It would have been late February or early March of ’61 when the Favorite River Academy community learned that Kittredge had lost; in fact, he’d lost twice. The New England Interscholastic Wrestling Championships were in East Providence, Rhode Island, that year. Kittredge was beaten badly in the semifinals. “It wasn’t even close,” Delacorte told me in an almost-incomprehensible sentence. (I could detect the vowels but not the consonants, because Delacorte was speaking with six stitches in his tongue.)

Kittredge had lost again in the consolation round to determine third place—this time, to a kid he’d beaten before.

“That first loss kind of took it out of him—after that, Kittredge didn’t seem to care if he finished third or fourth,” was all Delacorte could manage to say. I saw blood in his spitting cup; he’d bitten through his tongue—hence the six stitches.

“Kittredge finished fourth,” I told Tom Atkins.

For a two-time defending champion, this must have hurt. The New England Interscholastic Wrestling Championships had begun in ’49, fourteen years after Al Frost finished his third undefeated season, but in the Favorite River school newspaper, nothing was said about Al Frost’s record—or Kittredge’s failure to tie it. In thirteen years, there’d been eighteen two-time New England champions—Kittredge among them. If he’d managed to win a third championship, that would have been a first. “A first and a last,” Coach Hoyt was quoted as saying, in our school newspaper. As it would turn out, ’61 was the final year there were all-inclusive New England schoolboy wrestling championships; starting in ’62, the public high schools and the private schools would have separate tournaments.

I asked Herm Hoyt about it one early spring day, when our paths crossed in the quad. “Somethin’ will be lost—havin’ one tournament for everyone is tougher,” the old coach told me.

I asked Coach Hoyt about Kittredge, too—if there was anything that could explain those two losses. “Kittredge didn’t give a shit about that consolation match,” Herm said. “If he couldn’t win it all, he didn’t give a good fuck about the difference between third and fourth place.”

“What about the first loss?” I asked Coach Hoyt.

“I kept tellin’ Kittredge, there’s always someone who’s better,” the old coach said. “The only way you beat the better guy is by bein’ tougher. The other guy was better, and Kittredge wasn’t tougher.”

That seemed to be all there was to it. Atkins and I found Kittredge’s defeat anticlimactic. When I mentioned it to Richard Abbott, he said, “It’s Shakespearean, Bill; lots of the important stuff in Shakespeare happens offstage—you just hear about it.”

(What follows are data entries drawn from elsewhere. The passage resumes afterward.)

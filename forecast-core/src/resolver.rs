//! Forecast resolution: override precedence, live-source fallback, and
//! current-weather passthrough.

use std::sync::Arc;

use chrono::{Duration, NaiveDate};

use crate::{
    error::WeatherError,
    model::{CurrentWeather, ForecastOverride, ForecastQuery, ForecastResult},
    source::ForecastSource,
    store::OverrideStore,
    validate,
};

/// The resolution engine. Holds the forecast source and the override store;
/// each call performs at most one store read and, when no override matches,
/// one outbound source call.
pub struct WeatherService {
    source: Box<dyn ForecastSource>,
    store: Arc<dyn OverrideStore>,
}

impl WeatherService {
    pub fn new(source: Box<dyn ForecastSource>, store: Arc<dyn OverrideStore>) -> Self {
        Self { source, store }
    }

    /// Resolve the min/max forecast for a (city, date) query.
    ///
    /// A stored override is authoritative: when one matches, the live source
    /// is never contacted. `today` anchors the acceptance window and is
    /// passed in explicitly so callers control the clock.
    pub async fn resolve_forecast(
        &self,
        query: &ForecastQuery,
        today: NaiveDate,
    ) -> Result<ForecastResult, WeatherError> {
        validate::validate_date_window(query.date, today)?;

        match self.store.get(&query.city, query.date) {
            Some(pinned) => {
                tracing::debug!(city = %query.city, date = %query.date, "serving pinned override");
                Ok(ForecastResult {
                    min_temperature: pinned.min_temperature,
                    max_temperature: pinned.max_temperature,
                })
            }
            None => self.live_forecast(query).await,
        }
    }

    async fn live_forecast(&self, query: &ForecastQuery) -> Result<ForecastResult, WeatherError> {
        let samples = self.source.fetch_forecast_samples(&query.city).await?;

        // Samples carry city-local timestamps; only the calendar date matters.
        let temps: Vec<f64> = samples
            .iter()
            .filter(|s| s.timestamp.date() == query.date)
            .map(|s| s.temperature)
            .collect();

        let (Some(min), Some(max)) = (
            temps.iter().copied().reduce(f64::min),
            temps.iter().copied().reduce(f64::max),
        ) else {
            return Err(WeatherError::NoDataForDate);
        };

        Ok(ForecastResult {
            min_temperature: min,
            max_temperature: max,
        })
    }

    /// Validate and persist an operator override. Resubmitting the same key
    /// replaces the stored values wholesale.
    pub fn save_override(
        &self,
        city: &str,
        date: NaiveDate,
        min_temperature: f64,
        max_temperature: f64,
        today: NaiveDate,
    ) -> Result<(), WeatherError> {
        validate::validate_override(city, date, min_temperature, max_temperature, today)?;

        self.store.upsert(ForecastOverride {
            city: city.to_string(),
            date,
            min_temperature,
            max_temperature,
        });
        tracing::info!(city, %date, "forecast override saved");
        Ok(())
    }

    /// Current conditions for a city, with the report time shifted into the
    /// city's local wall clock using the offset the source reports.
    pub async fn resolve_current(&self, city: &str) -> Result<CurrentWeather, WeatherError> {
        let conditions = self.source.fetch_current(city).await?;

        let local =
            conditions.report_instant + Duration::seconds(i64::from(conditions.utc_offset_seconds));

        Ok(CurrentWeather {
            temperature: conditions.temperature,
            local_time: local.format("%H:%M").to_string(),
        })
    }
}
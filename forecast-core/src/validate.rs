//! Domain validation for forecast queries and override submissions.
//!
//! `today` is always passed in explicitly so the rules stay deterministic
//! under test; callers anchor it to wall-clock time at resolution time.

use chrono::{Duration, NaiveDate};

use crate::error::WeatherError;

/// Forecasts and overrides are accepted from today through this many days
/// ahead, inclusive.
pub const MAX_FORECAST_DAYS: i64 = 10;

/// Check that `date` falls inside the inclusive window `[today, today + 10]`.
pub fn validate_date_window(date: NaiveDate, today: NaiveDate) -> Result<(), WeatherError> {
    if date < today || date > today + Duration::days(MAX_FORECAST_DAYS) {
        return Err(WeatherError::invalid_input(
            "Date must be from today up to 10 days ahead",
        ));
    }
    Ok(())
}

/// Full validation for an override submission. Rules are checked in a fixed
/// order and the first violation is reported:
/// non-empty city, min <= max, date not in the past, date not too far ahead.
pub fn validate_override(
    city: &str,
    date: NaiveDate,
    min_temperature: f64,
    max_temperature: f64,
    today: NaiveDate,
) -> Result<(), WeatherError> {
    if city.trim().is_empty() {
        return Err(WeatherError::invalid_input("City must not be empty"));
    }
    if min_temperature > max_temperature {
        return Err(WeatherError::invalid_input(
            "min_temperature cannot be greater than max_temperature",
        ));
    }
    if date < today {
        return Err(WeatherError::invalid_input("Date cannot be in the past"));
    }
    if date > today + Duration::days(MAX_FORECAST_DAYS) {
        return Err(WeatherError::invalid_input(
            "Date cannot be more than 10 days in the future",
        ));
    }
    Ok(())
}
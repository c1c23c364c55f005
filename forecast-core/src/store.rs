//! Override persistence behind a narrow trait.
//!
//! Keys are (lowercased city, date); city casing as submitted is preserved
//! inside the record but never participates in matching.

use std::collections::HashMap;
use std::sync::RwLock;

use chrono::NaiveDate;

use crate::model::ForecastOverride;

/// Storage for operator overrides. At most one record per
/// (case-insensitive city, date); `upsert` replaces wholesale.
pub trait OverrideStore: Send + Sync {
    /// Look up an override, matching the city case-insensitively.
    fn get(&self, city: &str, date: NaiveDate) -> Option<ForecastOverride>;

    /// Insert or fully replace the override for its (city, date) key.
    fn upsert(&self, record: ForecastOverride);
}

fn key_for(city: &str, date: NaiveDate) -> (String, NaiveDate) {
    (city.to_lowercase(), date)
}

/// In-memory store. The `RwLock` guarantees a reader racing a writer on the
/// same key sees either the old or the new record, never a partial one.
#[derive(Debug, Default)]
pub struct MemoryOverrideStore {
    records: RwLock<HashMap<(String, NaiveDate), ForecastOverride>>,
}

impl MemoryOverrideStore {
    pub fn new() -> Self {
        Self::default()
    }
}

impl OverrideStore for MemoryOverrideStore {
    fn get(&self, city: &str, date: NaiveDate) -> Option<ForecastOverride> {
        let records = self.records.read().unwrap_or_else(|e| e.into_inner());
        records.get(&key_for(city, date)).cloned()
    }

    fn upsert(&self, record: ForecastOverride) {
        let key = key_for(&record.city, record.date);
        let mut records = self.records.write().unwrap_or_else(|e| e.into_inner());
        records.insert(key, record);
    }
}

“It’s Shakespearean,” I repeated.

“It’s still anticlimactic,” Atkins said, when I told him what Richard had to say.

As for Kittredge, he seemed only a little subdued; he didn’t strike me as much affected by those losses. Besides, it was that time in our senior year when we were hearing about what colleges or universities we’d been admitted to. The wrestling season was over.

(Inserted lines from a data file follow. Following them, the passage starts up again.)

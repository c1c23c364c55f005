use clap::Parser;

/// Top-level CLI struct.
#[derive(Debug, Parser)]
#[command(name = "forecast-server", version, about = "Weather forecast HTTP service")]
pub struct Cli {
    /// Port to bind; overrides the config file.
    #[arg(long)]
    pub port: Option<u16>,

    /// OpenWeather API key; overrides the config file and environment.
    #[arg(long, value_name = "KEY")]
    pub api_key: Option<String>,
}

#[cfg(test)]
mod tests {
    use super::*;

    #[test]
    fn defaults_to_no_overrides() {
        let cli = Cli::parse_from(["forecast-server"]);
        assert!(cli.port.is_none());
        assert!(cli.api_key.is_none());
    }

    #[test]
    fn flags_are_picked_up() {
        let cli = Cli::parse_from(["forecast-server", "--port", "9090", "--api-key", "K"]);
        assert_eq!(cli.port, Some(9090));
        assert_eq!(cli.api_key.as_deref(), Some("K"));
    }
}
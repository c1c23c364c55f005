//! Core library for the forecast service.
//!
//! This crate defines:
//! - Domain models and the shared error taxonomy
//! - Validation rules for queries and override submissions
//! - The override store and the forecast-source abstraction
//! - The resolver that ties them together (override precedence, live
//!   fallback, min/max aggregation)
//!
//! It is used by `forecast-server`, but can also be reused by other
//! binaries or services.

pub mod config;
pub mod error;
pub mod model;
pub mod resolver;
pub mod source;
pub mod store;
pub mod validate;

pub use config::Config;
pub use error::WeatherError;
pub use model::{
    CurrentConditions, CurrentWeather, ForecastOverride, ForecastQuery, ForecastResult,
    TemperatureSample, parse_wire_date,
};
pub use resolver::WeatherService;
pub use source::{ForecastSource, source_from_config};
pub use store::{MemoryOverrideStore, OverrideStore};
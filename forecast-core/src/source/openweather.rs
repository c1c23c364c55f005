use async_trait::async_trait;
use chrono::{DateTime, NaiveDateTime, Utc};
use reqwest::{Client, StatusCode};
use serde::Deserialize;

use crate::{
    error::WeatherError,
    model::{CurrentConditions, TemperatureSample},
};

use super::ForecastSource;

const CURRENT_URL: &str = "https://api.openweathermap.org/data/2.5/weather";
const FORECAST_URL: &str = "https://api.openweathermap.org/data/2.5/forecast";

/// Forecast source backed by the OpenWeather free-tier API.
#[derive(Debug, Clone)]
pub struct OpenWeatherSource {
    api_key: String,
    http: Client,
}

impl OpenWeatherSource {
    pub fn new(api_key: String) -> Self {
        Self {
            api_key,
            http: Client::new(),
        }
    }

    async fn get_body(&self, url: &str, city: &str, what: &str) -> Result<String, WeatherError> {
        tracing::debug!(city, what, "calling OpenWeather");

        let res = self
            .http
            .get(url)
            .query(&[
                ("q", city),
                ("appid", self.api_key.as_str()),
                ("units", "metric"),
            ])
            .send()
            .await
            .map_err(|e| {
                WeatherError::upstream(format!("Failed to send {what} request to OpenWeather: {e}"))
            })?;

        let status = res.status();
        let body = res.text().await.map_err(|e| {
            WeatherError::upstream(format!("Failed to read OpenWeather {what} response body: {e}"))
        })?;

        // 404 is the provider's answer for an unknown city name. Any other
        // non-success status is an operational failure, not a bad city.
        if status == StatusCode::NOT_FOUND {
            return Err(WeatherError::CityNotFound);
        }
        if !status.is_success() {
            return Err(WeatherError::upstream(format!(
                "OpenWeather {what} request failed with status {status}: {}",
                truncate_body(&body),
            )));
        }

        Ok(body)
    }
}

#[async_trait]
impl ForecastSource for OpenWeatherSource {
    async fn fetch_current(&self, city: &str) -> Result<CurrentConditions, WeatherError> {
        let body = self.get_body(CURRENT_URL, city, "current weather").await?;

        let parsed: OwCurrentResponse = serde_json::from_str(&body).map_err(|e| {
            WeatherError::upstream(format!("Failed to parse OpenWeather current JSON: {e}"))
        })?;

        let report_instant = unix_to_utc(parsed.dt).unwrap_or_else(Utc::now);

        Ok(CurrentConditions {
            temperature: parsed.main.temp,
            utc_offset_seconds: parsed.timezone,
            report_instant,
        })
    }

    async fn fetch_forecast_samples(
        &self,
        city: &str,
    ) -> Result<Vec<TemperatureSample>, WeatherError> {
        let body = self.get_body(FORECAST_URL, city, "forecast").await?;

        let parsed: OwForecastResponse = serde_json::from_str(&body).map_err(|e| {
            WeatherError::upstream(format!("Failed to parse OpenWeather forecast JSON: {e}"))
        })?;

        let offset = parsed.city.timezone;
        let samples = parsed
            .list
            .iter()
            .filter_map(|entry| {
                unix_to_local_naive(entry.dt, offset).map(|timestamp| TemperatureSample {
                    timestamp,
                    temperature: entry.main.temp,
                })
            })
            .collect();

        Ok(samples)
    }
}

#[derive(Debug, Deserialize)]
struct OwMain {
    temp: f64,
}

#[derive(Debug, Deserialize)]
struct OwCurrentResponse {
    dt: i64,
    /// UTC offset of the city, in seconds.
    timezone: i32,
    main: OwMain,
}

#[derive(Debug, Deserialize)]
struct OwCity {
    timezone: i32,
}

#[derive(Debug, Deserialize)]
struct OwForecastEntry {
    dt: i64,
    main: OwMain,
}

#[derive(Debug, Deserialize)]
struct OwForecastResponse {
    city: OwCity,
    list: Vec<OwForecastEntry>,
}

fn unix_to_utc(ts: i64) -> Option<DateTime<Utc>> {
    DateTime::<Utc>::from_timestamp(ts, 0)
}

/// Shift a unix timestamp by the city's UTC offset and drop the zone,
/// yielding the city-local wall-clock time.
fn unix_to_local_naive(ts: i64, offset_seconds: i32) -> Option<NaiveDateTime> {
    DateTime::<Utc>::from_timestamp(ts + i64::from(offset_seconds), 0).map(|dt| dt.naive_utc())
}

fn truncate_body(body: &str) -> String {
    const MAX: usize = 200;
    if body.len() <= MAX {
        return body.to_string();
    }
    // Error bodies are arbitrary text; back off to a char boundary so the
    // slice never splits a multi-byte character.
    let mut end = MAX;
    while !body.is_char_boundary(end) {
        end -= 1;
    }
    format!("{}...", &body[..end])
}

#[cfg(test)]
mod tests {
    use super::*;
    use chrono::{NaiveDate, Timelike};

    #[test]
    fn local_naive_shifts_by_offset() {
        // 2026-09-01 23:30 UTC at +7200s is 2026-09-02 01:30 local.
        let utc = NaiveDate::from_ymd_opt(2026, 9, 1)
            .unwrap()
            .and_hms_opt(23, 30, 0)
            .unwrap()
            .and_utc()
            .timestamp();

        let local = unix_to_local_naive(utc, 7200).unwrap();
        assert_eq!(local.date(), NaiveDate::from_ymd_opt(2026, 9, 2).unwrap());
        assert_eq!(local.time().hour(), 1);
        assert_eq!(local.time().minute(), 30);
    }

    #[test]
    fn forecast_payload_parses_into_samples() {
        let body = r#"{
            "city": {"name": "Oslo", "timezone": 3600},
            "list": [
                {"dt": 1767225600, "main": {"temp": 2.5}},
                {"dt": 1767236400, "main": {"temp": -1.0}}
            ]
        }"#;

        let parsed: OwForecastResponse = serde_json::from_str(body).unwrap();
        assert_eq!(parsed.city.timezone, 3600);
        assert_eq!(parsed.list.len(), 2);
        assert_eq!(parsed.list[1].main.temp, -1.0);
    }

    #[test]
    fn current_payload_parses() {
        let body = r#"{"dt": 1767225600, "timezone": -18000, "main": {"temp": 21.3}, "name": "Lima"}"#;
        let parsed: OwCurrentResponse = serde_json::from_str(body).unwrap();
        assert_eq!(parsed.timezone, -18000);
        assert_eq!(parsed.main.temp, 21.3);
    }

    #[test]
    fn truncate_body_caps_long_payloads() {
        let long = "x".repeat(500);
        let cut = truncate_body(&long);
        assert!(cut.len() < long.len());
        assert!(cut.ends_with("..."));
        assert_eq!(truncate_body("short"), "short");
    }

    #[test]
    fn truncate_body_respects_char_boundaries() {
        // 'é' is two bytes and straddles the 200-byte cut point.
        let body = format!("{}é and more", "x".repeat(199));
        let cut = truncate_body(&body);
        assert!(cut.ends_with("..."));
        assert_eq!(cut, format!("{}...", "x".repeat(199)));

        // Entirely multi-byte input must not panic either.
        let cyrillic = "ж".repeat(300);
        assert!(truncate_body(&cyrillic).ends_with("..."));
    }
}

Favorite River was not in the top tier of New England preparatory schools; understandably, the academy kids didn’t apply to the top tier of colleges or universities. Most of us went to small liberal-arts colleges, but Tom Atkins saw himself as a state-university type; he’d seen what small was like, and what he wanted was bigger—“a place you could get lost in,” Atkins wistfully said to me.

I cared less about the getting-lost factor than Tom Atkins did. I cared about the English Department—whether or not I could continue to read those writers Miss Frost had introduced me to. I cared about being in or near New York City.

“Where’d you go to college?” I had asked Miss Frost.

“Someplace in Pennsylvania,” she’d told me. “It’s no place you’ve ever heard of.” (I liked the “no place you’ve ever heard of” part, but it was the New York City factor that mattered most to me.)

I applied to every college and university I could think of in the New York City area—ones you’ve heard of, ones you’ve never heard of. I made a point of speaking to someone in the German Department, too. In every case, I was assured that they would help me find a way to study abroad in a German-speaking country.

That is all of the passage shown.